To remove the finality from this presumed consent solution it has been modified in some countries, where relatives can now veto organ removal after a person’s death. This ruling applies in several European countries, including Italy and France. The Eurotransplant Foundation is responsible for the allocation of donor organs in its member states, Belgium, Germany, Croatia, Luxembourg, The Netherlands, Austria and Slovenia. It cooperates closely with the organ donor organisations, transplant centres, laboratories and hospitals. Foreigners not from one of those countries generally have no entitlement to the donor organs. However, recently this provision has also been undermined by financial remuneration of medical practitioners, in public as well as private sectors, in Frédéric Valletout’s view, should be modified and be less dependant on the volume of activity. This is slowly being introduced to general practitioners and pharmacists. In the case of hospitals, a number of options are possible: for instance a regressive fee after a certain number of interventions by one given medical team, or a lump sum allowance for small hospitals, so that they would not be tempted to inflate medical acts in order to balance their budget. doctors – in the shape of a kidney in a suitcase on its way to Saudi Arabia. The allocation of organs is based exclusively on medical and ethical criteria. Four general principles are important for allocation: The success predicted after transplantation, the urgency as determined by experts, the waiting time and the national organ exchange balance. The result to be expected after transplantation is, among others, predicted based on the donor’s and recipient’s individual characteristics after computer comparison. After the staff runs a computer comparison with the match list, the central Eurotransplant office offers donor organs to the transplant centre with the patient highest up the waiting list. To play side, the transplant centre with the patient ranked second highest on the list is also made a non-committal offer. After acceptance of the organ by the responsible doctor, the organ removal and transport is organised. There are around 16,000 patients on the central waitlist. This large number of patients makes it possible to allocate almost all donor organs to a suitable recipient – around 7,000 a year.
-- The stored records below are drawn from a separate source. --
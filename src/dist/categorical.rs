//! Categorical distribution of x<sub>k</sub> in {0, 1, ..., k-1}
#[cfg(feature = "serde1")]
use serde::{Deserialize, Serialize};

use crate::impl_display;
use crate::misc::{argmax, ln_pflip, logsumexp, vec_to_string};
use crate::traits::*;
use rand::Rng;
use std::fmt;

/// [Categorical distribution](https://en.wikipedia.org/wiki/Categorical_distribution)
/// over unordered values in [0, k).
///
/// This is the likelihood of a mixture label given the mixing weights.
#[derive(Debug, Clone, PartialEq)]
#[cfg_attr(feature = "serde1", derive(Serialize, Deserialize))]
#[cfg_attr(feature = "serde1", serde(rename_all = "snake_case"))]
pub struct Categorical {
    // Use log weights instead to optimize for computation of ln_f
    ln_weights: Vec<f64>,
}

#[derive(Debug, Clone, PartialEq)]
#[cfg_attr(feature = "serde1", derive(Serialize, Deserialize))]
#[cfg_attr(feature = "serde1", serde(rename_all = "snake_case"))]
pub struct CategoricalParameters {
    pub ln_weights: Vec<f64>,
}

#[derive(Debug, Clone, PartialEq)]
#[cfg_attr(feature = "serde1", derive(Serialize, Deserialize))]
#[cfg_attr(feature = "serde1", serde(rename_all = "snake_case"))]
pub enum CategoricalError {
    /// One or more of the weights is infinite or NaN
    NonFiniteWeight { ix: usize, weight: f64 },
    /// One or more of the weights is less than zero
    NegativeWeight { ix: usize, weight: f64 },
    /// Every weight is zero
    ZeroMass,
    /// Weights has not entries
    EmptyWeights,
}

impl Categorical {
    /// Construct a new Categorical distribution from weights
    ///
    /// The weights must all be non-negative, but do not need to sum to 1
    /// because they will be normalized in the constructor.
    ///
    /// # Examples
    ///
    /// ```
    /// # use dpmoe::traits::*;
    /// # use dpmoe::dist::Categorical;
    /// let cat = Categorical::new(&[4.0, 2.0, 3.0, 1.0]).unwrap();
    ///
    /// assert::close(cat.f(&0), 0.4, 1E-12);
    /// assert::close(cat.f(&3), 0.1, 1E-12);
    /// ```
    pub fn new(weights: &[f64]) -> Result<Self, CategoricalError> {
        if weights.is_empty() {
            return Err(CategoricalError::EmptyWeights);
        }

        weights.iter().enumerate().try_for_each(|(ix, &weight)| {
            if weight < 0.0 {
                Err(CategoricalError::NegativeWeight { ix, weight })
            } else if !weight.is_finite() {
                Err(CategoricalError::NonFiniteWeight { ix, weight })
            } else {
                Ok(())
            }
        })?;

        let ln_weights: Vec<f64> = weights.iter().map(|w| w.ln()).collect();
        Categorical::from_unnormed_ln_weights(ln_weights)
    }

    /// Build a Categorical from log weights that need not be normalized
    pub fn from_unnormed_ln_weights(
        ln_weights: Vec<f64>,
    ) -> Result<Self, CategoricalError> {
        if ln_weights.is_empty() {
            return Err(CategoricalError::EmptyWeights);
        }
        if let Some((ix, &weight)) = ln_weights
            .iter()
            .enumerate()
            .find(|&(_, &w)| w.is_nan() || w == f64::INFINITY)
        {
            return Err(CategoricalError::NonFiniteWeight { ix, weight });
        }
        let ln_norm = logsumexp(&ln_weights);
        if ln_norm == f64::NEG_INFINITY {
            return Err(CategoricalError::ZeroMass);
        }
        Ok(Categorical::new_unchecked(
            ln_weights.iter().map(|w| w - ln_norm).collect(),
        ))
    }

    /// Creates a new Categorical without checking whether the ln weights
    /// are valid.
    #[inline]
    pub fn new_unchecked(ln_weights: Vec<f64>) -> Self {
        Categorical { ln_weights }
    }

    /// Uniform weights over `k` categories
    pub fn uniform(k: usize) -> Self {
        let lnp = -(k as f64).ln();
        Categorical::new_unchecked(vec![lnp; k])
    }

    /// Return the weights (`exp(ln_weights)`)
    pub fn weights(&self) -> Vec<f64> {
        self.ln_weights.iter().map(|&w| w.exp()).collect()
    }

    /// Get the number of possible outcomes
    #[inline]
    pub fn k(&self) -> usize {
        self.ln_weights.len()
    }

    /// Get a reference to the normalized log weights
    #[inline]
    pub fn ln_weights(&self) -> &Vec<f64> {
        &self.ln_weights
    }
}

impl Parameterized for Categorical {
    type Parameters = CategoricalParameters;
    type ParameterError = CategoricalError;

    fn emit_params(&self) -> Self::Parameters {
        CategoricalParameters {
            ln_weights: self.ln_weights.clone(),
        }
    }

    fn from_params(params: Self::Parameters) -> Result<Self, CategoricalError> {
        Categorical::from_unnormed_ln_weights(params.ln_weights)
    }
}

impl From<&Categorical> for String {
    fn from(cat: &Categorical) -> String {
        format!("Categorical({}; {})", cat.k(), vec_to_string(&cat.weights(), 5))
    }
}

impl_display!(Categorical);

impl HasDensity<usize> for Categorical {
    fn ln_f(&self, x: &usize) -> f64 {
        self.ln_weights
            .get(*x)
            .copied()
            .unwrap_or(f64::NEG_INFINITY)
    }
}

impl Sampleable<usize> for Categorical {
    fn draw<R: Rng>(&self, rng: &mut R) -> usize {
        ln_pflip(&self.ln_weights, 1, true, rng)[0]
    }

    fn sample<R: Rng>(&self, n: usize, rng: &mut R) -> Vec<usize> {
        ln_pflip(&self.ln_weights, n, true, rng)
    }
}

impl Mode<usize> for Categorical {
    fn mode(&self) -> Option<usize> {
        argmax(&self.ln_weights)
    }
}

impl std::error::Error for CategoricalError {}

impl fmt::Display for CategoricalError {
    fn fmt(&self, f: &mut fmt::Formatter<'_>) -> fmt::Result {
        match self {
            Self::NonFiniteWeight { ix, weight } => {
                write!(f, "non-finite weight ({}) at index {}", weight, ix)
            }
            Self::NegativeWeight { ix, weight } => {
                write!(f, "negative weight ({}) at index {}", weight, ix)
            }
            Self::ZeroMass => write!(f, "all weights are zero"),
            Self::EmptyWeights => write!(f, "empty weights"),
        }
    }
}

#[cfg(test)]
mod tests {
    use super::*;
    use crate::test_basic_impls;
    use rand::rngs::SmallRng;
    use rand::SeedableRng;

    const TOL: f64 = 1E-12;

    test_basic_impls!(Categorical::uniform(3));

    #[test]
    fn ln_weights_are_normalized() {
        let cat =
            Categorical::from_unnormed_ln_weights(vec![0.0, 1.0, 2.0]).unwrap();
        let total: f64 = cat.weights().iter().sum();
        assert::close(total, 1.0, TOL);
    }

    #[test]
    fn out_of_range_outcome_has_no_mass() {
        let cat = Categorical::uniform(2);
        assert_eq!(cat.ln_f(&2), f64::NEG_INFINITY);
        assert::close(cat.f(&1), 0.5, TOL);
    }

    #[test]
    fn zero_weight_category_is_never_drawn() {
        let mut rng = SmallRng::seed_from_u64(7);
        let cat = Categorical::new(&[1.0, 0.0, 3.0]).unwrap();
        let xs = cat.sample(1000, &mut rng);
        assert!(xs.iter().all(|&x| x != 1));
        assert_eq!(cat.mode(), Some(2));
    }

    #[test]
    fn bad_weights_are_rejected() {
        assert_eq!(Categorical::new(&[]), Err(CategoricalError::EmptyWeights));
        assert_eq!(
            Categorical::new(&[0.0, 0.0]),
            Err(CategoricalError::ZeroMass)
        );
        assert!(matches!(
            Categorical::new(&[1.0, -1.0]),
            Err(CategoricalError::NegativeWeight { ix: 1, .. })
        ));
    }
}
Thanks to international cooperation the chances for patients with the most urgent needs are increasing. Solidarity among the member countries, with their c. 125,000 million inhabitants, additionally makes it possible to help specific groups of patients such as children or patients with rare blood groups or tissue types.
The 72 transplant centres in the member states of the organisation input all important characteristics of patients waiting for an organ transplantation into the database of the central office, which is staffed 24/7. As soon as a donor has been found their characteristics are also included in the central database. Then the race against time begins. After removal, donor organs need to be transplanted within several hours, making the seamless organisation and allocation of the organ and the transport to its destination essential. This responsibility is increasingly being transferred to transplant coordinators in hospitals. The ETCO (European Transplant Coordinators Organisation) offers the necessary training for the CETC qualification (Certificate of European Transplant Coordination) at a cost of €400. Eurotransplant is ISO 9001 certified and is audited by independent organisations on an annual basis.